### Exercise directions:
The whole answer is the data below, retyped exactly.

### Dataset:

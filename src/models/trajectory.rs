use serde::{Deserialize, Serialize};
use std::ops::Deref;

/// One repetition cut out of an angle sequence
#[derive(Debug, Clone, PartialEq, Serialize, Deserialize)]
pub struct Rep {
    /// Index of the first sample (top of the motion)
    pub start_index: usize,
    /// Index of the last sample, inclusive
    pub end_index: usize,
    /// Index of the deepest sample, start_index < valley_index < end_index for offline reps
    pub valley_index: usize,
    /// Raw angles in degrees over start_index..=end_index
    pub raw_trajectory: Vec<f64>,
}

impl Rep {
    /// Raw angle at the valley
    pub fn valley_angle(&self) -> Option<f64> {
        self.valley_index
            .checked_sub(self.start_index)
            .and_then(|offset| self.raw_trajectory.get(offset))
            .copied()
    }

    pub fn len(&self) -> usize {
        self.raw_trajectory.len()
    }

    pub fn is_empty(&self) -> bool {
        self.raw_trajectory.is_empty()
    }
}

/// Fixed-length curve in [0, 1]; 0 is the deepest point, 1 the most extended
#[derive(Debug, Clone, PartialEq, Serialize, Deserialize)]
#[serde(transparent)]
pub struct NormalizedTrajectory(Vec<f64>);

impl NormalizedTrajectory {
    pub fn new(points: Vec<f64>) -> Self {
        Self(points)
    }

    pub fn zeros(n: usize) -> Self {
        Self(vec![0.0; n])
    }

    pub fn into_inner(self) -> Vec<f64> {
        self.0
    }

    /// Index of the minimum (first one on ties)
    pub fn argmin(&self) -> usize {
        argmin(&self.0)
    }
}

impl Deref for NormalizedTrajectory {
    type Target = [f64];

    fn deref(&self) -> &[f64] {
        &self.0
    }
}

impl AsRef<[f64]> for NormalizedTrajectory {
    fn as_ref(&self) -> &[f64] {
        &self.0
    }
}

pub(crate) fn argmin(values: &[f64]) -> usize {
    let mut best = 0;
    for (i, v) in values.iter().enumerate() {
        if *v < values[best] {
            best = i;
        }
    }
    best
}

#[cfg(test)]
mod tests {
    use super::*;

    #[test]
    fn test_valley_angle_offsets_from_start() {
        let rep = Rep {
            start_index: 10,
            end_index: 14,
            valley_index: 12,
            raw_trajectory: vec![170.0, 120.0, 85.0, 130.0, 168.0],
        };
        assert_eq!(rep.valley_angle(), Some(85.0));
        assert_eq!(rep.len(), 5);
    }

    #[test]
    fn test_valley_angle_out_of_range() {
        let rep = Rep {
            start_index: 10,
            end_index: 11,
            valley_index: 3,
            raw_trajectory: vec![1.0, 2.0],
        };
        assert_eq!(rep.valley_angle(), None);
    }

    #[test]
    fn test_argmin_first_on_ties() {
        let t = NormalizedTrajectory::new(vec![0.5, 0.0, 0.3, 0.0]);
        assert_eq!(t.argmin(), 1);
        assert_eq!(argmin(&[]), 0);
    }
}
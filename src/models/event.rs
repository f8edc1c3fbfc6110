use chrono::{DateTime, Utc};
use serde::{Deserialize, Serialize};
use uuid::Uuid;

use crate::models::score::ScoreResult;

/// Payload emitted by a live session to the feedback boundary
#[derive(Debug, Clone, PartialEq, Serialize, Deserialize)]
#[serde(tag = "type", rename_all = "snake_case")]
pub enum SessionEvent {
    Started {
        session_id: Uuid,
        exercise_id: String,
        target_reps: u32,
        at: DateTime<Utc>,
    },
    RepScored {
        session_id: Uuid,
        rep_number: u32,
        target_reps: u32,
        result: ScoreResult,
        at: DateTime<Utc>,
    },
    SessionComplete {
        session_id: Uuid,
        total_reps: u32,
        at: DateTime<Utc>,
    },
}

impl SessionEvent {
    pub fn session_id(&self) -> Uuid {
        match self {
            Self::Started { session_id, .. } => *session_id,
            Self::RepScored { session_id, .. } => *session_id,
            Self::SessionComplete { session_id, .. } => *session_id,
        }
    }
}

/// End-of-session statistics returned by the session driver
#[derive(Debug, Clone, PartialEq, Serialize, Deserialize)]
pub struct SessionSummary {
    pub session_id: Uuid,
    pub exercise_id: String,
    pub target_reps: u32,
    /// Reps counted by the state machine, including ones too short to score
    pub reps_counted: u32,
    pub reps_scored: u32,
    pub mean_quality: Option<f64>,
    pub completed: bool,
}

#[cfg(test)]
mod tests {
    use super::*;

    #[test]
    fn test_event_is_tagged_json() {
        let event = SessionEvent::SessionComplete {
            session_id: Uuid::nil(),
            total_reps: 10,
            at: Utc::now(),
        };
        let json = serde_json::to_value(&event).unwrap();
        assert_eq!(json["type"], "session_complete");
        assert_eq!(json["total_reps"], 10);
        assert_eq!(event.session_id(), Uuid::nil());
    }
}
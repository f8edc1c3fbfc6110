use thiserror::Error;

/// Errors surfaced by the analysis core.
///
/// Short or noisy input is never an error here: the normalizer and the
/// segmenters degrade to zero-filled or empty outputs instead.
#[derive(Error, Debug)]
pub enum CoachError {
    #[error("No person detected in frame")]
    MissingDetection,
    #[error("Cannot build a reference model from zero reps")]
    EmptyCorpus,
    #[error("No reference model available for exercise '{0}'")]
    ModelUnavailable(String),
    #[error("Unknown exercise '{0}'")]
    UnknownExercise(String),
    #[error("Invalid configuration: {0}")]
    InvalidConfig(String),
    #[error("Invalid reference model: {0}")]
    InvalidModel(String),
    #[error("Invalid recording: {0}")]
    InvalidRecording(String),
    #[error("I/O error: {0}")]
    Io(#[from] std::io::Error),
    #[error("Serialization error: {0}")]
    Serialization(#[from] serde_json::Error),
    #[error("CSV error: {0}")]
    Csv(#[from] csv::Error),
    #[error("Config parse error: {0}")]
    ConfigParse(#[from] toml::de::Error),
}

pub type Result<T> = std::result::Result<T, CoachError>;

### Result of the task:
filename src/models/trajectory.rs
use serde::{Deserialize, Serialize};
use std::ops::Deref;

/// One repetition cut out of an angle sequence
#[derive(Debug, Clone, PartialEq, Serialize, Deserialize)]
pub struct Rep {
    /// Index of the first sample (top of the motion)
    pub start_index: usize,
    /// Index of the last sample, inclusive
    pub end_index: usize,
    /// Index of the deepest sample, start_index < valley_index < end_index for offline reps
    pub valley_index: usize,
    /// Raw angles in degrees over start_index..=end_index
    pub raw_trajectory: Vec<f64>,
}

impl Rep {
    /// Raw angle at the valley
    pub fn valley_angle(&self) -> Option<f64> {
        self.valley_index
            .checked_sub(self.start_index)
            .and_then(|offset| self.raw_trajectory.get(offset))
            .copied()
    }

    pub fn len(&self) -> usize {
        self.raw_trajectory.len()
    }

    pub fn is_empty(&self) -> bool {
        self.raw_trajectory.is_empty()
    }
}

/// Fixed-length curve in [0, 1]; 0 is the deepest point, 1 the most extended
#[derive(Debug, Clone, PartialEq, Serialize, Deserialize)]
#[serde(transparent)]
pub struct NormalizedTrajectory(Vec<f64>);

impl NormalizedTrajectory {
    pub fn new(points: Vec<f64>) -> Self {
        Self(points)
    }

    pub fn zeros(n: usize) -> Self {
        Self(vec![0.0; n])
    }

    pub fn into_inner(self) -> Vec<f64> {
        self.0
    }

    /// Index of the minimum (first one on ties)
    pub fn argmin(&self) -> usize {
        argmin(&self.0)
    }
}

impl Deref for NormalizedTrajectory {
    type Target = [f64];

    fn deref(&self) -> &[f64] {
        &self.0
    }
}

impl AsRef<[f64]> for NormalizedTrajectory {
    fn as_ref(&self) -> &[f64] {
        &self.0
    }
}

pub(crate) fn argmin(values: &[f64]) -> usize {
    let mut best = 0;
    for (i, v) in values.iter().enumerate() {
        if *v < values[best] {
            best = i;
        }
    }
    best
}

#[cfg(test)]
mod tests {
    use super::*;

    #[test]
    fn test_valley_angle_offsets_from_start() {
        let rep = Rep {
            start_index: 10,
            end_index: 14,
            valley_index: 12,
            raw_trajectory: vec![170.0, 120.0, 85.0, 130.0, 168.0],
        };
        assert_eq!(rep.valley_angle(), Some(85.0));
        assert_eq!(rep.len(), 5);
    }

    #[test]
    fn test_valley_angle_out_of_range() {
        let rep = Rep {
            start_index: 10,
            end_index: 11,
            valley_index: 3,
            raw_trajectory: vec![1.0, 2.0],
        };
        assert_eq!(rep.valley_angle(), None);
    }

    #[test]
    fn test_argmin_first_on_ties() {
        let t = NormalizedTrajectory::new(vec![0.5, 0.0, 0.3, 0.0]);
        assert_eq!(t.argmin(), 1);
        assert_eq!(argmin(&[]), 0);
    }
}
filename src/models/event.rs
repository f8edc1c3fbfc6110
use chrono::{DateTime, Utc};
use serde::{Deserialize, Serialize};
use uuid::Uuid;

use crate::models::score::ScoreResult;

/// Payload emitted by a live session to the feedback boundary
#[derive(Debug, Clone, PartialEq, Serialize, Deserialize)]
#[serde(tag = "type", rename_all = "snake_case")]
pub enum SessionEvent {
    Started {
        session_id: Uuid,
        exercise_id: String,
        target_reps: u32,
        at: DateTime<Utc>,
    },
    RepScored {
        session_id: Uuid,
        rep_number: u32,
        target_reps: u32,
        result: ScoreResult,
        at: DateTime<Utc>,
    },
    SessionComplete {
        session_id: Uuid,
        total_reps: u32,
        at: DateTime<Utc>,
    },
}

impl SessionEvent {
    pub fn session_id(&self) -> Uuid {
        match self {
            Self::Started { session_id, .. } => *session_id,
            Self::RepScored { session_id, .. } => *session_id,
            Self::SessionComplete { session_id, .. } => *session_id,
        }
    }
}

/// End-of-session statistics returned by the session driver
#[derive(Debug, Clone, PartialEq, Serialize, Deserialize)]
pub struct SessionSummary {
    pub session_id: Uuid,
    pub exercise_id: String,
    pub target_reps: u32,
    /// Reps counted by the state machine, including ones too short to score
    pub reps_counted: u32,
    pub reps_scored: u32,
    pub mean_quality: Option<f64>,
    pub completed: bool,
}

#[cfg(test)]
mod tests {
    use super::*;

    #[test]
    fn test_event_is_tagged_json() {
        let event = SessionEvent::SessionComplete {
            session_id: Uuid::nil(),
            total_reps: 10,
            at: Utc::now(),
        };
        let json = serde_json::to_value(&event).unwrap();
        assert_eq!(json["type"], "session_complete");
        assert_eq!(json["total_reps"], 10);
        assert_eq!(event.session_id(), Uuid::nil());
    }
}
repository f8edc1c3fbfc6110
use thiserror::Error;

/// Errors surfaced by the analysis core.
///
/// Short or noisy input is never an error here: the normalizer and the
/// segmenters degrade to zero-filled or empty outputs instead.
#[derive(Error, Debug)]
pub enum CoachError {
    #[error("No person detected in frame")]
    MissingDetection,
    #[error("Cannot build a reference model from zero reps")]
    EmptyCorpus,
    #[error("No reference model available for exercise '{0}'")]
    ModelUnavailable(String),
    #[error("Unknown exercise '{0}'")]
    UnknownExercise(String),
    #[error("Invalid configuration: {0}")]
    InvalidConfig(String),
    #[error("Invalid reference model: {0}")]
    InvalidModel(String),
    #[error("Invalid recording: {0}")]
    InvalidRecording(String),
    #[error("I/O error: {0}")]
    Io(#[from] std::io::Error),
    #[error("Serialization error: {0}")]
    Serialization(#[from] serde_json::Error),
    #[error("CSV error: {0}")]
    Csv(#[from] csv::Error),
    #[error("Config parse error: {0}")]
    ConfigParse(#[from] toml::de::Error),
}

pub type Result<T> = std::result::Result<T, CoachError>;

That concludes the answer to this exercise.